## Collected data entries
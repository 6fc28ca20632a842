//! Per-run summaries and batch aggregates.

use battle_core::{BattleState, BattleStatus, EncounterId, Side};
use serde::Serialize;

/// Outcome of one simulated battle.
#[derive(Clone, Debug, PartialEq, Serialize)]
pub struct RunSummary {
    pub seed: u32,
    /// `Ongoing` when the run hit the round limit.
    pub status: BattleStatus,
    pub rounds: u32,
    pub survivors: usize,
    /// Remaining party HP as a percentage of the party's effective max HP.
    pub survivor_hp_percent: f64,
    pub digest: String,
}

impl RunSummary {
    pub fn from_state(state: &BattleState) -> Self {
        let (current, max) = state
            .party
            .units
            .iter()
            .filter_map(|unit| {
                let max = state.effective_stats(&unit.id)?.hp;
                Some((unit.current_hp.max(0) as i64, max as i64))
            })
            .fold((0i64, 0i64), |(hp, total), (current, max)| {
                (hp + current, total + max)
            });
        let survivor_hp_percent = if max > 0 {
            current as f64 * 100.0 / max as f64
        } else {
            0.0
        };

        Self {
            seed: state.seed,
            status: state.progress.status,
            rounds: state.round(),
            survivors: state.living(Side::Party).count(),
            survivor_hp_percent,
            digest: hex::encode(state.digest()),
        }
    }
}

/// Aggregate over a batch of runs with the same party and encounter.
#[derive(Clone, Debug, PartialEq, Serialize)]
pub struct BatchReport {
    pub encounter: EncounterId,
    pub party: String,
    pub policy: String,
    pub runs: usize,
    pub victories: usize,
    pub defeats: usize,
    pub unfinished: usize,
    pub win_rate: f64,
    pub average_rounds: f64,
    /// Mean survivor HP percentage over victories only.
    pub average_survivor_hp_percent: f64,
    pub summaries: Vec<RunSummary>,
}

impl BatchReport {
    pub fn new(
        encounter: EncounterId,
        party: impl Into<String>,
        policy: impl Into<String>,
        summaries: Vec<RunSummary>,
    ) -> Self {
        let runs = summaries.len();
        let count = |status: BattleStatus| summaries.iter().filter(|s| s.status == status).count();
        let victories = count(BattleStatus::Victory);
        let defeats = count(BattleStatus::Defeat);
        let unfinished = count(BattleStatus::Ongoing);

        let average_rounds = mean(summaries.iter().map(|s| f64::from(s.rounds)));
        let average_survivor_hp_percent = mean(
            summaries
                .iter()
                .filter(|s| s.status == BattleStatus::Victory)
                .map(|s| s.survivor_hp_percent),
        );
        let win_rate = if runs == 0 {
            0.0
        } else {
            victories as f64 / runs as f64
        };

        Self {
            encounter,
            party: party.into(),
            policy: policy.into(),
            runs,
            victories,
            defeats,
            unfinished,
            win_rate,
            average_rounds,
            average_survivor_hp_percent,
            summaries,
        }
    }
}

fn mean(values: impl Iterator<Item = f64>) -> f64 {
    let (sum, count) = values.fold((0.0, 0usize), |(sum, count), value| (sum + value, count + 1));
    if count == 0 { 0.0 } else { sum / count as f64 }
}
use arrayvec::ArrayVec;

use crate::config::BattleConfig;
use crate::state::{AbilityId, DjinnId, UnitId};

/// An action chosen during planning and consumed during execution.
#[derive(Clone, Debug, PartialEq, Eq)]
#[cfg_attr(feature = "serde", derive(serde::Serialize, serde::Deserialize))]
pub struct QueuedAction {
    pub actor: UnitId,
    /// `None` is a basic attack.
    pub ability: Option<AbilityId>,
    pub targets: Vec<UnitId>,
    pub mana_cost: u8,
}

impl QueuedAction {
    pub fn basic_attack(actor: UnitId, target: UnitId) -> Self {
        Self {
            actor,
            ability: None,
            targets: vec![target],
            mana_cost: 0,
        }
    }

    pub fn ability(actor: UnitId, ability: AbilityId, targets: Vec<UnitId>, mana_cost: u8) -> Self {
        Self {
            actor,
            ability: Some(ability),
            targets,
            mana_cost,
        }
    }

    pub fn is_basic_attack(&self) -> bool {
        self.ability.is_none()
    }
}

/// Planning queue: one slot per party unit (by roster index) plus Djinn picks.
#[derive(Clone, Debug, Default, PartialEq, Eq)]
#[cfg_attr(feature = "serde", derive(serde::Serialize, serde::Deserialize))]
pub struct ActionQueue {
    /// Roster index of the unit the planner is currently choosing for.
    pub current_index: usize,
    pub actions: Vec<Option<QueuedAction>>,
    pub djinn: ArrayVec<DjinnId, { BattleConfig::MAX_EQUIPPED_DJINN }>,
    /// Position within the execution order during the executing phase.
    pub execution_index: usize,
}

impl ActionQueue {
    pub fn with_slots(party_size: usize) -> Self {
        Self {
            current_index: 0,
            actions: vec![None; party_size],
            djinn: ArrayVec::new(),
            execution_index: 0,
        }
    }

    /// Empties every slot, keeping the slot count.
    pub fn clear(&mut self) {
        let slots = self.actions.len();
        *self = Self::with_slots(slots);
    }

    pub fn total_cost(&self) -> u32 {
        self.queued().map(|a| u32::from(a.mana_cost)).sum()
    }

    pub fn queued(&self) -> impl Iterator<Item = &QueuedAction> {
        self.actions.iter().flatten()
    }

    pub fn slot(&self, index: usize) -> Option<&QueuedAction> {
        self.actions.get(index).and_then(Option::as_ref)
    }
}
//! Heuristic decision engine.
//!
//! Drives the opposing side every round and the party during self-play.
//! For each actor it enumerates usable abilities, scores them with
//! [`scoring::score`], picks the best (or one of the top two when they are
//! close), and chooses targets by the ability's hint. Failure to find any
//! scorable ability degrades to a basic attack instead of an error.

pub mod scoring;
pub mod targeting;

use crate::config::BattleConfig;
use crate::djinn::known_abilities;
use crate::env::{AbilityDefinition, BattleEnv, SeededRng};
use crate::state::{BattleState, QueuedAction, Side, UnitId};
use crate::targeting::candidates;

pub use targeting::choose_targets;

/// One scored option.
#[derive(Clone, Debug)]
struct Candidate<'a> {
    ability: &'a AbilityDefinition,
    targets: Vec<UnitId>,
    score: f64,
}

/// Chooses an action for `actor`.
///
/// `budget` caps the mana cost of considered abilities (party self-play);
/// enemies pass `None`. Returns `None` only when the actor is unknown, KO'd,
/// or has no living opponent to fall back on.
pub fn decide(
    state: &BattleState,
    actor: &UnitId,
    env: &BattleEnv<'_>,
    config: &BattleConfig,
    rng: &mut SeededRng,
    budget: Option<u32>,
) -> Option<QueuedAction> {
    let side = state.side_of(actor)?;
    let unit = state.unit(actor).filter(|unit| unit.is_alive())?;
    let actor_stats = state.effective_stats(actor)?;

    let mut options: Vec<Candidate<'_>> = Vec::new();
    for ability_id in known_abilities(unit, state.stat_context(side), env) {
        let Some(ability) = env.abilities().definition(&ability_id) else {
            tracing::warn!(actor = %actor, ability = %ability_id, "unknown ability skipped");
            continue;
        };
        if budget.is_some_and(|budget| u32::from(ability.mana_cost) > budget) {
            continue;
        }
        let targets = candidates(state, actor, ability);
        if targets.is_empty() {
            continue;
        }
        let score = scoring::score(state, &actor_stats, ability, &targets, config);
        tracing::debug!(actor = %actor, ability = %ability.id, score, "scored ability");
        options.push(Candidate {
            ability,
            targets,
            score,
        });
    }

    // Stable: equal scores keep enumeration order.
    options.sort_by(|a, b| b.score.total_cmp(&a.score));

    let chosen = match options.as_slice() {
        [] => None,
        [only] => Some(only),
        [first, second, ..] if first.score - second.score < config.decision_tie_window => {
            rng.pick(&options[..2])
        }
        [first, ..] => Some(first),
    };

    let Some(choice) = chosen else {
        tracing::debug!(actor = %actor, "no scorable ability, falling back to basic attack");
        return basic_attack(state, actor, side);
    };

    let targets = choose_targets(state, &actor_stats, choice.ability, &choice.targets, env, rng);
    if targets.is_empty() {
        tracing::warn!(actor = %actor, ability = %choice.ability.id, "no target chosen");
        return basic_attack(state, actor, side);
    }

    tracing::debug!(
        actor = %actor,
        ability = %choice.ability.id,
        score = choice.score,
        targets = targets.len(),
        "decision made"
    );
    Some(QueuedAction::ability(
        actor.clone(),
        choice.ability.id.clone(),
        targets,
        choice.ability.mana_cost,
    ))
}

fn basic_attack(state: &BattleState, actor: &UnitId, side: Side) -> Option<QueuedAction> {
    let target = state.living(side.opponent()).next()?;
    Some(QueuedAction::basic_attack(actor.clone(), target.id.clone()))
}

/// Generates an action for every living enemy, in roster order.
pub fn plan_enemy_actions(
    state: &BattleState,
    env: &BattleEnv<'_>,
    config: &BattleConfig,
    rng: &mut SeededRng,
) -> Vec<QueuedAction> {
    state
        .living_ids(Side::Enemy)
        .iter()
        .filter_map(|id| decide(state, id, env, config, rng, None))
        .collect()
}

#[cfg(test)]
mod tests {
    use std::collections::HashMap;

    use super::*;
    use crate::env::{AbilityOracle, DjinnDefinition, DjinnOracle};
    use crate::state::{AbilityId, DjinnId, Element, EncounterId, Team, Unit};
    use crate::stats::Stats;

    #[derive(Default)]
    struct Fixture {
        abilities: HashMap<AbilityId, AbilityDefinition>,
    }

    impl Fixture {
        fn with(mut self, ability: AbilityDefinition) -> Self {
            self.abilities.insert(ability.id.clone(), ability);
            self
        }
    }

    impl AbilityOracle for Fixture {
        fn definition(&self, id: &AbilityId) -> Option<&AbilityDefinition> {
            self.abilities.get(id)
        }
    }

    impl DjinnOracle for Fixture {
        fn definition(&self, _id: &DjinnId) -> Option<&DjinnDefinition> {
            None
        }
    }

    fn battle(enemy_abilities: &[&str]) -> BattleState {
        let mut party = Team::new();
        party
            .add_unit(Unit::new("isaac", Element::Venus, Stats::new(100, 20, 10, 5, 8, 7)))
            .unwrap();
        party
            .add_unit(Unit::new("garet", Element::Mars, Stats::new(120, 10, 14, 9, 5, 6)))
            .unwrap();
        let enemy = Unit::new("golem", Element::Venus, Stats::new(200, 20, 16, 12, 10, 4))
            .with_abilities(enemy_abilities.iter().map(|id| AbilityId::from(*id)));
        BattleState::new(EncounterId::from("ruins"), 77, party, vec![enemy])
    }

    #[test]
    fn no_abilities_falls_back_to_basic_attack() {
        let fixture = Fixture::default();
        let env = BattleEnv::new(&fixture, &fixture);
        let state = battle(&[]);
        let action = decide(
            &state,
            &UnitId::from("golem"),
            &env,
            &BattleConfig::default(),
            &mut SeededRng::new(1),
            None,
        )
        .unwrap();
        assert!(action.is_basic_attack());
        assert_eq!(action.targets, vec![UnitId::from("isaac")]);
    }

    #[test]
    fn clear_winner_is_always_chosen() {
        let fixture = Fixture::default()
            .with(AbilityDefinition::physical("tap", 1))
            .with(AbilityDefinition::physical("crush", 80));
        let env = BattleEnv::new(&fixture, &fixture);
        let state = battle(&["tap", "crush"]);

        for seed in 1..30 {
            let action = decide(
                &state,
                &UnitId::from("golem"),
                &env,
                &BattleConfig::default(),
                &mut SeededRng::new(seed),
                None,
            )
            .unwrap();
            assert_eq!(action.ability, Some(AbilityId::from("crush")));
        }
    }

    #[test]
    fn close_scores_are_split_by_the_generator() {
        let fixture = Fixture::default()
            .with(AbilityDefinition::physical("jab", 10))
            .with(AbilityDefinition::physical("hook", 11));
        let env = BattleEnv::new(&fixture, &fixture);
        let state = battle(&["jab", "hook"]);

        let mut seen = std::collections::BTreeSet::new();
        for seed in 1..200 {
            let action = decide(
                &state,
                &UnitId::from("golem"),
                &env,
                &BattleConfig::default(),
                &mut SeededRng::new(seed),
                None,
            )
            .unwrap();
            seen.insert(action.ability.unwrap().to_string());
        }
        assert_eq!(seen.len(), 2);
    }

    #[test]
    fn budget_filters_expensive_abilities() {
        let fixture = Fixture::default()
            .with(AbilityDefinition::psynergy("ragnarok", Element::Venus, 90).with_cost(4));
        let env = BattleEnv::new(&fixture, &fixture);
        let mut state = battle(&[]);
        state.party.units[0].abilities.push(AbilityId::from("ragnarok"));

        let action = decide(
            &state,
            &UnitId::from("isaac"),
            &env,
            &BattleConfig::default(),
            &mut SeededRng::new(4),
            Some(2),
        )
        .unwrap();
        assert!(action.is_basic_attack());
        assert_eq!(action.targets, vec![UnitId::from("golem")]);
    }

    #[test]
    fn enemy_plan_covers_living_enemies() {
        let fixture = Fixture::default();
        let env = BattleEnv::new(&fixture, &fixture);
        let state = battle(&[]);
        let config = BattleConfig::default();
        let plan = plan_enemy_actions(&state, &env, &config, &mut SeededRng::new(2));
        assert_eq!(plan.len(), 1);
        assert_eq!(plan[0].actor, UnitId::from("golem"));
    }
}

## What the task asks
Among the lines above, find those containing the word "DjinnId" and copy each.

## Result of this exercise
use crate::state::{AbilityId, DjinnId, UnitId};
    pub djinn: ArrayVec<DjinnId, { BattleConfig::MAX_EQUIPPED_DJINN }>,
    use crate::state::{AbilityId, DjinnId, Element, EncounterId, Team, Unit};
        fn definition(&self, _id: &DjinnId) -> Option<&DjinnDefinition> {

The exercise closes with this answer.